Data from Intrathecal Viral Vector Delivery of Trastuzumab Prevents or Inhibits Tumor Growth of Human HER2-Positive Xenografts in Mice

Breast cancer brain metastases are a deadly sequela of primary breast tumors that overexpress human epidermal growth factor receptor 2 (HER2); median survival for patients with these tumors is 10 to 13 months from the time of diagnosis. Current treatments for HER2-positive breast cancer brain metastases are invasive, toxic, and largely ineffective. Here, we have developed an adeno-associated virus serotype 9 (AAV9) vector to express the anti-HER2 monoclonal antibody trastuzumab (Herceptin) in vivo. A single prophylactic intrathecal administration of AAV9.trastuzumab vector in a novel orthotopic Rag1^−/− murine xenograft model of HER2-positive breast cancer brain metastases significantly increased median survival, attenuated brain tumor growth, and preserved both the HER2 antigen specificity and the natural killer cell–associated mechanism of action of trastuzumab.
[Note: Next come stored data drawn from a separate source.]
//! tar + gzip archives (npm tarballs, `.tar.gz` release archives).

use super::{ArchiveEntry, ArchiveWriter, create_parent};
use crate::bundler::{Result, error::ErrorExt};
use flate2::{Compression, write::GzEncoder};
use std::fs::File;
use std::io::BufWriter;
use std::path::{Path, PathBuf};

/// Fixed entry mtime (1985-10-26T08:15:00Z), as used by npm for packed
/// tarballs.
const ENTRY_MTIME: u64 = 499_162_500;

pub struct TarGzWriter {
    builder: tar::Builder<GzEncoder<BufWriter<File>>>,
    path: PathBuf,
}

impl TarGzWriter {
    pub fn create(path: &Path) -> Result<Self> {
        create_parent(path)?;
        let file = File::create(path).fs_context("creating archive", path)?;
        let encoder = GzEncoder::new(BufWriter::new(file), Compression::default());

        Ok(Self {
            builder: tar::Builder::new(encoder),
            path: path.to_path_buf(),
        })
    }
}

impl ArchiveWriter for TarGzWriter {
    fn add_file_with_mode(
        &mut self,
        contents: &[u8],
        archive_path: &str,
        mode: u32,
    ) -> Result<ArchiveEntry> {
        let mut header = tar::Header::new_gnu();
        header.set_entry_type(tar::EntryType::Regular);
        header.set_size(contents.len() as u64);
        header.set_mode(mode);
        header.set_mtime(ENTRY_MTIME);
        header.set_uid(0);
        header.set_gid(0);

        self.builder
            .append_data(&mut header, archive_path, contents)
            .fs_context("writing tar entry", &self.path)?;

        Ok(ArchiveEntry::new(archive_path, contents))
    }

    fn finalize(self: Box<Self>) -> Result<()> {
        let Self { builder, path } = *self;
        let encoder = builder
            .into_inner()
            .fs_context("finishing tar archive", &path)?;
        let writer = encoder.finish().fs_context("finishing gzip stream", &path)?;
        let file = writer
            .into_inner()
            .map_err(|e| e.into_error())
            .fs_context("flushing archive", &path)?;
        file.sync_all().fs_context("syncing archive", &path)?;
        Ok(())
    }
}
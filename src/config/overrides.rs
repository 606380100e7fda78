//! `--set key=value` overrides in dot notation.
//!
//! - `\.` and `\=` inside the key are literal characters, not separators
//! - values are inferred as `true`/`false`/`null`/numbers when unambiguous
//! - a bare `key` without `=` sets boolean `true`
//! - a segment followed by a non-negative integer segment creates an array,
//!   so `a.0.b=x` builds `{a: [{b: "x"}]}`

use super::ConfigError;
use serde_yaml::{Mapping, Number, Value};

/// Parses one override into its key segments and inferred value.
pub fn parse_override(item: &str) -> Result<(Vec<String>, Value), ConfigError> {
    let invalid = |reason: &str| ConfigError::InvalidOverride {
        value: item.to_string(),
        reason: reason.to_string(),
    };

    let (segments, raw_value) = split_key(item);

    if segments.iter().all(|s| s.is_empty()) {
        return Err(invalid("Expected format is key=value."));
    }
    if segments.iter().any(|s| s.is_empty()) {
        return Err(invalid("Key segments must not be empty."));
    }

    let value = match raw_value {
        Some(raw) => infer_scalar(raw),
        None => Value::Bool(true),
    };

    Ok((segments, value))
}

/// Folds all overrides, in order, into one nested value. Later overrides of
/// the same path win.
pub fn overrides_to_value(items: &[String]) -> Result<Value, ConfigError> {
    let mut root = Value::Mapping(Mapping::new());

    for item in items {
        let (segments, value) = parse_override(item)?;
        set_path(&mut root, &segments, value).map_err(|reason| ConfigError::InvalidOverride {
            value: item.clone(),
            reason,
        })?;
    }

    Ok(root)
}

/// Splits at unescaped `.` until the first unescaped `=`.
fn split_key(item: &str) -> (Vec<String>, Option<&str>) {
    let mut segments = Vec::new();
    let mut current = String::new();
    let mut chars = item.char_indices().peekable();

    while let Some((idx, c)) = chars.next() {
        match c {
            '\\' => match chars.peek() {
                Some(&(_, next @ ('.' | '='))) => {
                    current.push(next);
                    chars.next();
                }
                _ => current.push('\\'),
            },
            '.' => segments.push(std::mem::take(&mut current)),
            '=' => {
                segments.push(current);
                return (segments, Some(&item[idx + 1..]));
            }
            _ => current.push(c),
        }
    }

    segments.push(current);
    (segments, None)
}

/// Booleans, null and numbers whose canonical form is exactly the input;
/// anything else stays a string (`1.0`, `007` and `1e3` are strings).
fn infer_scalar(raw: &str) -> Value {
    match raw {
        "true" => return Value::Bool(true),
        "false" => return Value::Bool(false),
        "null" => return Value::Null,
        _ => {}
    }

    if let Ok(int) = raw.parse::<i64>() {
        if int.to_string() == raw {
            return Value::Number(Number::from(int));
        }
    }

    if let Ok(float) = raw.parse::<f64>() {
        if float.is_finite() && float.to_string() == raw {
            return Value::Number(Number::from(float));
        }
    }

    Value::String(raw.to_string())
}

/// Largest array index an override may address; the array is padded with
/// nulls up to it.
const MAX_ARRAY_INDEX: usize = 1024;

fn is_index(segment: &str) -> bool {
    !segment.is_empty() && segment.bytes().all(|b| b.is_ascii_digit())
}

fn empty_container(next_segment: &str) -> Value {
    if is_index(next_segment) {
        Value::Sequence(Vec::new())
    } else {
        Value::Mapping(Mapping::new())
    }
}

fn set_path(root: &mut Value, segments: &[String], value: Value) -> Result<(), String> {
    let Some((last, parents)) = segments.split_last() else {
        return Err("Expected format is key=value.".to_string());
    };

    let mut current = root;
    for (idx, key) in parents.iter().enumerate() {
        let next = &segments[idx + 1];
        current = child_container(current, key, next)?;
    }

    *slot(current, last)? = value;
    Ok(())
}

/// Returns the container stored under `key`, creating (or replacing a
/// scalar with) an array or object depending on the next segment.
fn child_container<'a>(
    parent: &'a mut Value,
    key: &str,
    next_segment: &str,
) -> Result<&'a mut Value, String> {
    let child = slot(parent, key)?;
    if !matches!(child, Value::Mapping(_) | Value::Sequence(_)) {
        *child = empty_container(next_segment);
    }
    Ok(child)
}

fn slot<'a>(container: &'a mut Value, key: &str) -> Result<&'a mut Value, String> {
    match container {
        Value::Mapping(map) => Ok(map
            .entry(Value::String(key.to_string()))
            .or_insert(Value::Null)),
        Value::Sequence(items) => {
            let index: usize = key
                .parse()
                .map_err(|_| format!("\"{key}\" is not an index into an array."))?;
            if index > MAX_ARRAY_INDEX {
                return Err(format!(
                    "\"{key}\" is out of range; array indices go up to {MAX_ARRAY_INDEX}."
                ));
            }
            if items.len() <= index {
                items.resize(index + 1, Value::Null);
            }
            Ok(&mut items[index])
        }
        _ => Err(format!("\"{key}\" cannot be set on a scalar value.")),
    }
}

#[cfg(test)]
mod tests {
    use super::*;

    fn parse(yaml: &str) -> Value {
        serde_yaml::from_str(yaml).unwrap()
    }

    fn set(items: &[&str]) -> Value {
        let items: Vec<String> = items.iter().map(|s| s.to_string()).collect();
        overrides_to_value(&items).unwrap()
    }

    #[test]
    fn builds_nested_objects() {
        assert_eq!(
            set(&["npm.packageJson.version=1.0.0"]),
            parse("npm: {packageJson: {version: '1.0.0'}}")
        );
    }

    #[test]
    fn numeric_segment_creates_array() {
        assert_eq!(set(&["a.0.b=x"]), parse("a: [{b: x}]"));
        assert_eq!(set(&["a.2=x"]), parse("a: [null, null, x]"));
    }

    #[test]
    fn escaped_separators_are_literal() {
        assert_eq!(
            set(&[r"npm.publish.registry\=https://registry\.npmjs\.org/"]),
            parse("npm: {publish: {'registry=https://registry.npmjs.org/': true}}")
        );
        assert_eq!(set(&[r"a\.b.c=1"]), parse("{'a.b': {c: 1}}"));
    }

    #[test]
    fn value_keeps_everything_after_first_separator() {
        assert_eq!(
            set(&["github.release.body=a=b.c"]),
            parse("github: {release: {body: 'a=b.c'}}")
        );
    }

    #[test]
    fn infers_scalar_types() {
        assert_eq!(infer_scalar("true"), Value::Bool(true));
        assert_eq!(infer_scalar("false"), Value::Bool(false));
        assert_eq!(infer_scalar("null"), Value::Null);
        assert_eq!(infer_scalar("42"), Value::Number(42i64.into()));
        assert_eq!(infer_scalar("-7"), Value::Number((-7i64).into()));
        assert_eq!(infer_scalar("1.5"), Value::Number(1.5f64.into()));
        assert_eq!(infer_scalar("1.0"), Value::String("1.0".into()));
        assert_eq!(infer_scalar("007"), Value::String("007".into()));
        assert_eq!(infer_scalar("1.0.0"), Value::String("1.0.0".into()));
        assert_eq!(infer_scalar("inf"), Value::String("inf".into()));
        assert_eq!(infer_scalar(""), Value::String(String::new()));
    }

    #[test]
    fn bare_key_is_true() {
        assert_eq!(set(&["github.release.draft"]), parse("github: {release: {draft: true}}"));
    }

    #[test]
    fn later_override_wins() {
        assert_eq!(set(&["a.b.c=x", "a.b.c=y"]), parse("a: {b: {c: y}}"));
    }

    #[test]
    fn deeper_override_replaces_scalar() {
        assert_eq!(set(&["a=1", "a.b=2"]), parse("a: {b: 2}"));
    }

    #[test]
    fn rejects_empty_keys() {
        assert!(parse_override("=value").is_err());
        assert!(parse_override("").is_err());
        assert!(parse_override("a..b=1").is_err());
    }

    #[test]
    fn rejects_out_of_range_index() {
        for item in ["a.18446744073709551615=x", "a.10000000000=x", "a.1025=x"] {
            let err = overrides_to_value(&[item.to_string()]).unwrap_err();
            assert!(
                matches!(
                    err,
                    ConfigError::InvalidOverride { ref reason, .. } if reason.contains("out of range")
                ),
                "{item}: {err}"
            );
        }
        assert_eq!(set(&["a.1024=x"])["a"].as_sequence().unwrap().len(), 1025);
    }

    #[test]
    fn index_beyond_usize_is_rejected() {
        assert!(overrides_to_value(&["a.99999999999999999999999=x".to_string()]).is_err());
    }

    #[test]
    fn rejects_named_key_on_array() {
        let items = vec!["a.0=x".to_string(), "a.b=y".to_string()];
        assert!(overrides_to_value(&items).is_err());
    }
}
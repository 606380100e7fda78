//! Binary distribution packager library
//!
//! This library turns a set of prebuilt platform binaries and one YAML
//! configuration into:
//! - npm tarballs (a launcher package plus one package per platform)
//! - PyPI wheels (one per platform tag)
//! - GitHub release archives (.tar.gz / .zip)
//!
//! and uploads the results. It can be used both as a CLI tool and as a
//! library dependency.

pub mod bundler;
pub mod cli;
pub mod config;
pub mod error;
pub mod publish;

// Re-export commonly used types
pub use config::{Config, ConfigError, ConfigResolver};
pub use error::{BinUploadError, CliError, Result};
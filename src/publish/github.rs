//! GitHub release upload.
//!
//! The client is built once per publish run from `github.owner`, `repo` and
//! `token`; nothing is cached across runs.

use crate::config::{Config, GithubConfig, PassthroughMap};
use anyhow::{Context as _, Result, bail};
use bytes::Bytes;
use reqwest::{StatusCode, header};
use serde::Deserialize;
use serde_json::{Value, json};
use std::path::{Path, PathBuf};
use url::Url;

const API_BASE: &str = "https://api.github.com/";

/// Release fields used for uploads.
#[derive(Debug, Clone, Deserialize)]
pub struct Release {
    pub id: u64,
    pub upload_url: String,
    #[serde(default)]
    pub html_url: String,
}

/// Authenticated client for one repository.
#[derive(Debug, Clone)]
pub struct GithubClient {
    http: reqwest::Client,
    api_base: Url,
    owner: String,
    repo: String,
}

impl GithubClient {
    pub fn new(github: &GithubConfig) -> Result<Self> {
        let mut headers = header::HeaderMap::new();
        headers.insert(
            header::USER_AGENT,
            header::HeaderValue::from_static(concat!("bin-upload/", env!("CARGO_PKG_VERSION"))),
        );
        headers.insert(
            header::ACCEPT,
            header::HeaderValue::from_static("application/vnd.github+json"),
        );
        let mut auth = header::HeaderValue::from_str(&format!("Bearer {}", github.token))
            .context("github.token is not a valid header value")?;
        auth.set_sensitive(true);
        headers.insert(header::AUTHORIZATION, auth);

        let http = reqwest::Client::builder().default_headers(headers).build()?;

        Ok(Self {
            http,
            api_base: Url::parse(API_BASE)?,
            owner: github.owner.clone(),
            repo: github.repo.clone(),
        })
    }

    fn releases_url(&self, suffix: &str) -> Result<Url> {
        Ok(self
            .api_base
            .join(&format!("repos/{}/{}/releases{suffix}", self.owner, self.repo))?)
    }

    /// Release tagged `tag`, if it exists.
    pub async fn release_by_tag(&self, tag: &str) -> Result<Option<Release>> {
        let url = self.releases_url(&format!("/tags/{tag}"))?;
        let response = self.http.get(url).send().await?;
        if response.status() == StatusCode::NOT_FOUND {
            return Ok(None);
        }
        let response = response.error_for_status()?;
        Ok(Some(response.json().await?))
    }

    /// Creates a release from `body` (`tag_name`, `name`, `body`, `draft`, ...).
    pub async fn create_release(&self, body: &PassthroughMap) -> Result<Release> {
        let url = self.releases_url("")?;
        let response = self
            .http
            .post(url)
            .json(body)
            .send()
            .await?
            .error_for_status()
            .context("failed to create GitHub release")?;
        Ok(response.json().await?)
    }

    /// Reuses the release for `release.tag_name` or creates it.
    pub async fn get_or_create_release(&self, release: &PassthroughMap) -> Result<Release> {
        let body = release_body(release)?;
        let tag = body
            .get("tag_name")
            .and_then(Value::as_str)
            .context("github.release.tag_name is required to publish")?;

        if let Some(existing) = self.release_by_tag(tag).await? {
            log::info!("Using existing GitHub release {tag}");
            return Ok(existing);
        }

        log::info!("Creating GitHub release {tag}");
        self.create_release(&body).await
    }

    /// Uploads `path` as an asset named after its file name.
    pub async fn upload_asset(&self, release: &Release, path: &Path) -> Result<()> {
        let name = path
            .file_name()
            .map(|n| n.to_string_lossy().into_owned())
            .with_context(|| format!("{} has no file name", path.display()))?;
        let url = upload_url(&release.upload_url, &name)?;
        let contents = Bytes::from(
            tokio::fs::read(path)
                .await
                .with_context(|| format!("failed to read {}", path.display()))?,
        );

        self.http
            .post(url)
            .header(header::CONTENT_TYPE, "application/octet-stream")
            .body(contents)
            .send()
            .await?
            .error_for_status()
            .with_context(|| format!("failed to upload {name}"))?;
        Ok(())
    }
}

/// Release request body: configured fields, with `name` defaulting to the
/// tag.
pub fn release_body(release: &PassthroughMap) -> Result<PassthroughMap> {
    let mut body = release.clone();
    let tag = match body.get("tag_name") {
        Some(Value::String(tag)) if !tag.trim().is_empty() => tag.clone(),
        _ => bail!("github.release.tag_name is required to publish"),
    };
    if !matches!(body.get("name"), Some(Value::String(_))) {
        body.insert("name".into(), json!(tag));
    }
    Ok(body)
}

/// Expands the `{?name,label}` upload URL template for `name`.
pub fn upload_url(template: &str, name: &str) -> Result<Url> {
    let base = template.split('{').next().unwrap_or(template);
    let mut url = Url::parse(base).with_context(|| format!("invalid upload url: {template}"))?;
    url.query_pairs_mut().append_pair("name", name);
    Ok(url)
}

/// Files under `{pack.dir}/github`, sorted.
pub fn assets(config: &Config) -> Result<Vec<PathBuf>> {
    let dir = config.output_dir("github");
    require_artifact_dir(&dir)?;

    let mut files = Vec::new();
    for entry in walkdir::WalkDir::new(&dir).min_depth(1) {
        let entry = entry?;
        if entry.file_type().is_file() {
            files.push(entry.into_path());
        }
    }
    files.sort();
    Ok(files)
}

fn require_artifact_dir(dir: &Path) -> Result<()> {
    anyhow::ensure!(
        dir.is_dir(),
        "{} does not exist. Run `bin-upload pack` first.",
        dir.display()
    );
    Ok(())
}

/// Creates (or reuses) the release and uploads every GitHub artifact.
pub async fn publish(config: &Config) -> Result<i32> {
    let github = config
        .github
        .as_ref()
        .context("GitHub configuration is missing")?;
    let assets = assets(config)?;
    anyhow::ensure!(!assets.is_empty(), "No GitHub artifacts to upload");

    let client = GithubClient::new(github)?;
    let release = client.get_or_create_release(&github.release).await?;
    log::info!("Uploading {} asset(s) to release {}", assets.len(), release.id);

    let mut exit_code = 0;
    for asset in &assets {
        match client.upload_asset(&release, asset).await {
            Ok(()) => log::info!("Uploaded {}", asset.display()),
            Err(e) => {
                log::error!("Failed to upload {}: {e:#}", asset.display());
                exit_code = 1;
            }
        }
    }

    if !release.html_url.is_empty() {
        log::info!("Release: {}", release.html_url);
    }
    Ok(exit_code)
}

#[cfg(test)]
mod tests {
    use super::*;

    #[test]
    fn expands_upload_template() {
        let url = upload_url(
            "https://uploads.github.com/repos/me/demo/releases/1/assets{?name,label}",
            "demo linux.tar.gz",
        )
        .unwrap();
        assert_eq!(
            url.as_str(),
            "https://uploads.github.com/repos/me/demo/releases/1/assets?name=demo+linux.tar.gz"
        );
    }

    #[test]
    fn release_name_defaults_to_tag() {
        let release = json!({"tag_name": "v1.0.0", "draft": true});
        let body = release_body(release.as_object().unwrap()).unwrap();
        assert_eq!(body["name"], "v1.0.0");
        assert_eq!(body["draft"], true);

        let named = json!({"tag_name": "v1.0.0", "name": "First"});
        assert_eq!(release_body(named.as_object().unwrap()).unwrap()["name"], "First");
    }

    #[test]
    fn tag_is_required() {
        assert!(release_body(&PassthroughMap::new()).is_err());
    }

    #[test]
    fn releases_url_includes_repository() {
        let github = GithubConfig {
            owner: "me".into(),
            repo: "demo".into(),
            token: "t".into(),
            archives: crate::config::ArchivesConfig {
                prefix: None,
                formats: Default::default(),
                extra_files: Vec::new(),
            },
            files: Vec::new(),
            release: PassthroughMap::new(),
        };
        let client = GithubClient::new(&github).unwrap();
        assert_eq!(
            client.releases_url("/tags/v1").unwrap().as_str(),
            "https://api.github.com/repos/me/demo/releases/tags/v1"
        );
    }
}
When administered as a tumor treatment, AAV9.trastuzumab increased median survival. Dose-escalation studies revealed that higher doses of AAV9.trastuzumab resulted in smaller tumor volumes. Our results indicate that intrathecal AAV9.trastuzumab may provide significant antitumor activity in patients with HER2-positive breast cancer brain metastases.

Significance: Intrathecal delivery of trastuzumab via adeno-associated virus has the potential to become a novel, integral part of adjuvant therapy for patients with HER2-positive breast cancer brain metastases. Cancer Res; 78(21); 6171–82. ©2018 AACR.